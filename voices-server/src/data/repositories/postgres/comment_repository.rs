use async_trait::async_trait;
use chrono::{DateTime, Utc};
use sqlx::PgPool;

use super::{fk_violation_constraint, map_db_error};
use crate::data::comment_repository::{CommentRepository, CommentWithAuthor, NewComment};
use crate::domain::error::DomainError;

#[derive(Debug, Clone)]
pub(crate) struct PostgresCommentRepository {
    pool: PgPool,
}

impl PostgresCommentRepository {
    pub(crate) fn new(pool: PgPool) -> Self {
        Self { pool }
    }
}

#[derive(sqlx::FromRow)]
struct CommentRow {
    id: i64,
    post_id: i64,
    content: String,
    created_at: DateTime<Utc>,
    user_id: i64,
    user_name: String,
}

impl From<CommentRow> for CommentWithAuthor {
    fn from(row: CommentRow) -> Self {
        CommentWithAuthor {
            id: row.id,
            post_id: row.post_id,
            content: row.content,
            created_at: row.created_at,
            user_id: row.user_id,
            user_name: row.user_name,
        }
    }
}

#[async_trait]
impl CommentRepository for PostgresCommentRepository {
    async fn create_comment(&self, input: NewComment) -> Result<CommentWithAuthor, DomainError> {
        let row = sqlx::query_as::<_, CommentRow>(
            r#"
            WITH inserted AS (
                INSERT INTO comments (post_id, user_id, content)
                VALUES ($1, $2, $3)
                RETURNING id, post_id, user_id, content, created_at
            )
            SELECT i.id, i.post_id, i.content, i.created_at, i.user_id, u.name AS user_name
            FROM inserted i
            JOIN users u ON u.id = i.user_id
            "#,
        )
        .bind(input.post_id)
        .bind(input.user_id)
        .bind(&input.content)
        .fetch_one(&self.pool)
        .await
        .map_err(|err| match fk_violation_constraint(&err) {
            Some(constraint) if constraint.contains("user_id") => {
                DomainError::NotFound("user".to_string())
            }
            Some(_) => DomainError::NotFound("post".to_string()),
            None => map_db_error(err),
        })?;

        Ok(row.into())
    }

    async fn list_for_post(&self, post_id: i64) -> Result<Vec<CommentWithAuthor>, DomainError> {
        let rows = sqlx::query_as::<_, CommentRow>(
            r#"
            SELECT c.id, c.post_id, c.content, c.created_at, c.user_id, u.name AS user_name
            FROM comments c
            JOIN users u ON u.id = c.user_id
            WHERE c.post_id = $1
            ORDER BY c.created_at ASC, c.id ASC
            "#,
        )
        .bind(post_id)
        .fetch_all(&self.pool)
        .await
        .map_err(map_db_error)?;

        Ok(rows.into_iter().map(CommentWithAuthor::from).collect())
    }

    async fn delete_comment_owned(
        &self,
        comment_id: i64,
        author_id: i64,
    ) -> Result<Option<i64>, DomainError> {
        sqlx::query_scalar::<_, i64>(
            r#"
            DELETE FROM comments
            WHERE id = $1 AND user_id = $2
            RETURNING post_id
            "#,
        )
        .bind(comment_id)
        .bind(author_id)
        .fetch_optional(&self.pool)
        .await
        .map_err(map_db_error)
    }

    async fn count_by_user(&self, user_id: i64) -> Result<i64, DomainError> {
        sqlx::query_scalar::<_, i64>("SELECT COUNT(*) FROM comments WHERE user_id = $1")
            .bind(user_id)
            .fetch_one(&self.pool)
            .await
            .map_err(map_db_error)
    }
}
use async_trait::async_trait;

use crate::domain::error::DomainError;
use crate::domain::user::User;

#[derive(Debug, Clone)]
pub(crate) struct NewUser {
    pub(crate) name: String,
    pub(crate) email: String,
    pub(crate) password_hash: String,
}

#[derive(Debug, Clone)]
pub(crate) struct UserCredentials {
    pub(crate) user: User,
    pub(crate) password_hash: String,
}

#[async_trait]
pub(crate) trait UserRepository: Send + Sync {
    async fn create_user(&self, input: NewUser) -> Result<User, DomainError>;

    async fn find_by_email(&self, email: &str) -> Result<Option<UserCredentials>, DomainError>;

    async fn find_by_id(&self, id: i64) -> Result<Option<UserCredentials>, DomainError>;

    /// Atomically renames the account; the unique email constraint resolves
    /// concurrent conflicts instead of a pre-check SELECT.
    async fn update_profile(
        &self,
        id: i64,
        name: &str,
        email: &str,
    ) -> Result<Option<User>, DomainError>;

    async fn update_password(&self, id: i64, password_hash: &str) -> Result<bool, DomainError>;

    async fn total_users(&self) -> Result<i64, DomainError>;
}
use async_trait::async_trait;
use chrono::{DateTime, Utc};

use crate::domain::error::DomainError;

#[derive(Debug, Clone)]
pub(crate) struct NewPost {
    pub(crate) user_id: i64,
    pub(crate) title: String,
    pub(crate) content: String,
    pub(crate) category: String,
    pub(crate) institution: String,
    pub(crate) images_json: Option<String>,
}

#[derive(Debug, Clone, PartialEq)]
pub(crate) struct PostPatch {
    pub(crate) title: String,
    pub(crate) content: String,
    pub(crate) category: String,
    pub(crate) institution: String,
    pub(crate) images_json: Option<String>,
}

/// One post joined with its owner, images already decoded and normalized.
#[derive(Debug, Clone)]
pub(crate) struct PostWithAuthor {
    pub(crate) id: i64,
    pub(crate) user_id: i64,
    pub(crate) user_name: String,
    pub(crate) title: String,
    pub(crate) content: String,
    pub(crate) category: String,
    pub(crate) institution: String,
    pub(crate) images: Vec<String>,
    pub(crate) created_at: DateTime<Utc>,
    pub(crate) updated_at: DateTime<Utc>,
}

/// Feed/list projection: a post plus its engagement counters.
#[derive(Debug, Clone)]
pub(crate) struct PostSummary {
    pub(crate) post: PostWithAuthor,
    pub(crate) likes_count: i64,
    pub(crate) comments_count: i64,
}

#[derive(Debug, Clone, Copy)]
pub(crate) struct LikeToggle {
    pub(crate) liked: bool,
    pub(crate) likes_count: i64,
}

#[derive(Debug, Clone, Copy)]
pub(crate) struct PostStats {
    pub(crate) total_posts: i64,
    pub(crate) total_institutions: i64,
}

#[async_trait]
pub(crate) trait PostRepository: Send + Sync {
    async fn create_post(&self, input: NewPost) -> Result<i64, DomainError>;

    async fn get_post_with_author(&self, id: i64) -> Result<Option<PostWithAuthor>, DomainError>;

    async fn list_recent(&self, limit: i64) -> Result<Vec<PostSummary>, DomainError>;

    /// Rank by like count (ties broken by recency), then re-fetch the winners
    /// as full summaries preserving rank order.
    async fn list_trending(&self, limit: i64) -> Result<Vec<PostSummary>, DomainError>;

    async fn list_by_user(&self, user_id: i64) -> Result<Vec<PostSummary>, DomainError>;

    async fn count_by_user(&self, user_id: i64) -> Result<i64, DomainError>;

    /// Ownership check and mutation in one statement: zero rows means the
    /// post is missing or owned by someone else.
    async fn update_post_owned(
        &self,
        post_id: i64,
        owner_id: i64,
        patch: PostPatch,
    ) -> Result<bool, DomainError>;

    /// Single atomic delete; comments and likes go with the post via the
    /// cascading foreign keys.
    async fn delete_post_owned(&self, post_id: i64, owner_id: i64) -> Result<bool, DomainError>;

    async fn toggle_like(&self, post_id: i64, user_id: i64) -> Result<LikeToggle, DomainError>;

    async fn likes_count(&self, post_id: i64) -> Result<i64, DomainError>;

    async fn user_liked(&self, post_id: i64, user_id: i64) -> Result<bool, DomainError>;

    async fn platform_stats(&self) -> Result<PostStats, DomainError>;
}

▸ The task: Retype the records above in full, exactly as they appear.

▸ Response for this exercise:
filename voices-server/src/data/repositories/postgres/comment_repository.rs
use async_trait::async_trait;
use chrono::{DateTime, Utc};
use sqlx::PgPool;

use super::{fk_violation_constraint, map_db_error};
use crate::data::comment_repository::{CommentRepository, CommentWithAuthor, NewComment};
use crate::domain::error::DomainError;

#[derive(Debug, Clone)]
pub(crate) struct PostgresCommentRepository {
    pool: PgPool,
}

impl PostgresCommentRepository {
    pub(crate) fn new(pool: PgPool) -> Self {
        Self { pool }
    }
}

#[derive(sqlx::FromRow)]
struct CommentRow {
    id: i64,
    post_id: i64,
    content: String,
    created_at: DateTime<Utc>,
    user_id: i64,
    user_name: String,
}

impl From<CommentRow> for CommentWithAuthor {
    fn from(row: CommentRow) -> Self {
        CommentWithAuthor {
            id: row.id,
            post_id: row.post_id,
            content: row.content,
            created_at: row.created_at,
            user_id: row.user_id,
            user_name: row.user_name,
        }
    }
}

#[async_trait]
impl CommentRepository for PostgresCommentRepository {
    async fn create_comment(&self, input: NewComment) -> Result<CommentWithAuthor, DomainError> {
        let row = sqlx::query_as::<_, CommentRow>(
            r#"
            WITH inserted AS (
                INSERT INTO comments (post_id, user_id, content)
                VALUES ($1, $2, $3)
                RETURNING id, post_id, user_id, content, created_at
            )
            SELECT i.id, i.post_id, i.content, i.created_at, i.user_id, u.name AS user_name
            FROM inserted i
            JOIN users u ON u.id = i.user_id
            "#,
        )
        .bind(input.post_id)
        .bind(input.user_id)
        .bind(&input.content)
        .fetch_one(&self.pool)
        .await
        .map_err(|err| match fk_violation_constraint(&err) {
            Some(constraint) if constraint.contains("user_id") => {
                DomainError::NotFound("user".to_string())
            }
            Some(_) => DomainError::NotFound("post".to_string()),
            None => map_db_error(err),
        })?;

        Ok(row.into())
    }

    async fn list_for_post(&self, post_id: i64) -> Result<Vec<CommentWithAuthor>, DomainError> {
        let rows = sqlx::query_as::<_, CommentRow>(
            r#"
            SELECT c.id, c.post_id, c.content, c.created_at, c.user_id, u.name AS user_name
            FROM comments c
            JOIN users u ON u.id = c.user_id
            WHERE c.post_id = $1
            ORDER BY c.created_at ASC, c.id ASC
            "#,
        )
        .bind(post_id)
        .fetch_all(&self.pool)
        .await
        .map_err(map_db_error)?;

        Ok(rows.into_iter().map(CommentWithAuthor::from).collect())
    }

    async fn delete_comment_owned(
        &self,
        comment_id: i64,
        author_id: i64,
    ) -> Result<Option<i64>, DomainError> {
        sqlx::query_scalar::<_, i64>(
            r#"
            DELETE FROM comments
            WHERE id = $1 AND user_id = $2
            RETURNING post_id
            "#,
        )
        .bind(comment_id)
        .bind(author_id)
        .fetch_optional(&self.pool)
        .await
        .map_err(map_db_error)
    }

    async fn count_by_user(&self, user_id: i64) -> Result<i64, DomainError> {
        sqlx::query_scalar::<_, i64>("SELECT COUNT(*) FROM comments WHERE user_id = $1")
            .bind(user_id)
            .fetch_one(&self.pool)
            .await
            .map_err(map_db_error)
    }
}
use async_trait::async_trait;

use crate::domain::error::DomainError;
use crate::domain::user::User;

#[derive(Debug, Clone)]
pub(crate) struct NewUser {
    pub(crate) name: String,
    pub(crate) email: String,
    pub(crate) password_hash: String,
}

#[derive(Debug, Clone)]
pub(crate) struct UserCredentials {
    pub(crate) user: User,
    pub(crate) password_hash: String,
}

#[async_trait]
pub(crate) trait UserRepository: Send + Sync {
    async fn create_user(&self, input: NewUser) -> Result<User, DomainError>;

    async fn find_by_email(&self, email: &str) -> Result<Option<UserCredentials>, DomainError>;

    async fn find_by_id(&self, id: i64) -> Result<Option<UserCredentials>, DomainError>;

    /// Atomically renames the account; the unique email constraint resolves
    /// concurrent conflicts instead of a pre-check SELECT.
    async fn update_profile(
        &self,
        id: i64,
        name: &str,
        email: &str,
    ) -> Result<Option<User>, DomainError>;

    async fn update_password(&self, id: i64, password_hash: &str) -> Result<bool, DomainError>;

    async fn total_users(&self) -> Result<i64, DomainError>;
}
use async_trait::async_trait;
use chrono::{DateTime, Utc};

use crate::domain::error::DomainError;

#[derive(Debug, Clone)]
pub(crate) struct NewPost {
    pub(crate) user_id: i64,
    pub(crate) title: String,
    pub(crate) content: String,
    pub(crate) category: String,
    pub(crate) institution: String,
    pub(crate) images_json: Option<String>,
}

#[derive(Debug, Clone, PartialEq)]
pub(crate) struct PostPatch {
    pub(crate) title: String,
    pub(crate) content: String,
    pub(crate) category: String,
    pub(crate) institution: String,
    pub(crate) images_json: Option<String>,
}

/// One post joined with its owner, images already decoded and normalized.
#[derive(Debug, Clone)]
pub(crate) struct PostWithAuthor {
    pub(crate) id: i64,
    pub(crate) user_id: i64,
    pub(crate) user_name: String,
    pub(crate) title: String,
    pub(crate) content: String,
    pub(crate) category: String,
    pub(crate) institution: String,
    pub(crate) images: Vec<String>,
    pub(crate) created_at: DateTime<Utc>,
    pub(crate) updated_at: DateTime<Utc>,
}

/// Feed/list projection: a post plus its engagement counters.
#[derive(Debug, Clone)]
pub(crate) struct PostSummary {
    pub(crate) post: PostWithAuthor,
    pub(crate) likes_count: i64,
    pub(crate) comments_count: i64,
}

#[derive(Debug, Clone, Copy)]
pub(crate) struct LikeToggle {
    pub(crate) liked: bool,
    pub(crate) likes_count: i64,
}

#[derive(Debug, Clone, Copy)]
pub(crate) struct PostStats {
    pub(crate) total_posts: i64,
    pub(crate) total_institutions: i64,
}

#[async_trait]
pub(crate) trait PostRepository: Send + Sync {
    async fn create_post(&self, input: NewPost) -> Result<i64, DomainError>;

    async fn get_post_with_author(&self, id: i64) -> Result<Option<PostWithAuthor>, DomainError>;

    async fn list_recent(&self, limit: i64) -> Result<Vec<PostSummary>, DomainError>;

    /// Rank by like count (ties broken by recency), then re-fetch the winners
    /// as full summaries preserving rank order.
    async fn list_trending(&self, limit: i64) -> Result<Vec<PostSummary>, DomainError>;

    async fn list_by_user(&self, user_id: i64) -> Result<Vec<PostSummary>, DomainError>;

    async fn count_by_user(&self, user_id: i64) -> Result<i64, DomainError>;

    /// Ownership check and mutation in one statement: zero rows means the
    /// post is missing or owned by someone else.
    async fn update_post_owned(
        &self,
        post_id: i64,
        owner_id: i64,
        patch: PostPatch,
    ) -> Result<bool, DomainError>;

    /// Single atomic delete; comments and likes go with the post via the
    /// cascading foreign keys.
    async fn delete_post_owned(&self, post_id: i64, owner_id: i64) -> Result<bool, DomainError>;

    async fn toggle_like(&self, post_id: i64, user_id: i64) -> Result<LikeToggle, DomainError>;

    async fn likes_count(&self, post_id: i64) -> Result<i64, DomainError>;

    async fn user_liked(&self, post_id: i64, user_id: i64) -> Result<bool, DomainError>;

    async fn platform_stats(&self) -> Result<PostStats, DomainError>;
}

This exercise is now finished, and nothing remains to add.